__WHAT THE EXERCISE ASKS__:
Set down the lines below exactly as they stand, please. Go from the first through the one containing "pairs in degrees.".

__Stored data__:
■ ■ ■ ■ ■ ■ ■
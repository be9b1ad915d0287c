//! Great-circle helpers for resolving GPS fixes to waypoints.

/// Mean Earth radius in meters.
const EARTH_RADIUS_M: f64 = 6_371_000.0;

/// Haversine distance in meters between two `(lat, lon)` pairs in degrees.
pub fn haversine_m(from: (f64, f64), to: (f64, f64)) -> f64 {
    let (lat1, lon1) = from;
    let (lat2, lon2) = to;

    let d_lat = (lat2 - lat1).to_radians();
    let d_lon = (lon2 - lon1).to_radians();
    let lat1 = lat1.to_radians();
    let lat2 = lat2.to_radians();

    let a = (d_lat / 2.0).sin().powi(2) + lat1.cos() * lat2.cos() * (d_lon / 2.0).sin().powi(2);
    let c = 2.0 * a.sqrt().atan2((1.0 - a).sqrt());

    EARTH_RADIUS_M * c
}

/// Pick the candidate closest to `origin` that lies within `max_distance_m`.
///
/// Returns the item and its distance. Candidates without a position are
/// ignored.
pub fn nearest_within<T>(
    origin: (f64, f64),
    max_distance_m: f64,
    candidates: impl IntoIterator<Item = (T, Option<(f64, f64)>)>,
) -> Option<(T, f64)> {
    candidates
        .into_iter()
        .filter_map(|(item, position)| position.map(|pos| (item, haversine_m(origin, pos))))
        .filter(|(_, distance)| *distance <= max_distance_m)
        .min_by(|a, b| a.1.total_cmp(&b.1))
}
■ ■ ■ ■ ■ ■ ■
__REPLY TO THE EXERCISE__:
repository be9b1ad915d0287c
//! Great-circle helpers for resolving GPS fixes to waypoints.

/// Mean Earth radius in meters.
const EARTH_RADIUS_M: f64 = 6_371_000.0;

/// Haversine distance in meters between two `(lat, lon)` pairs in degrees.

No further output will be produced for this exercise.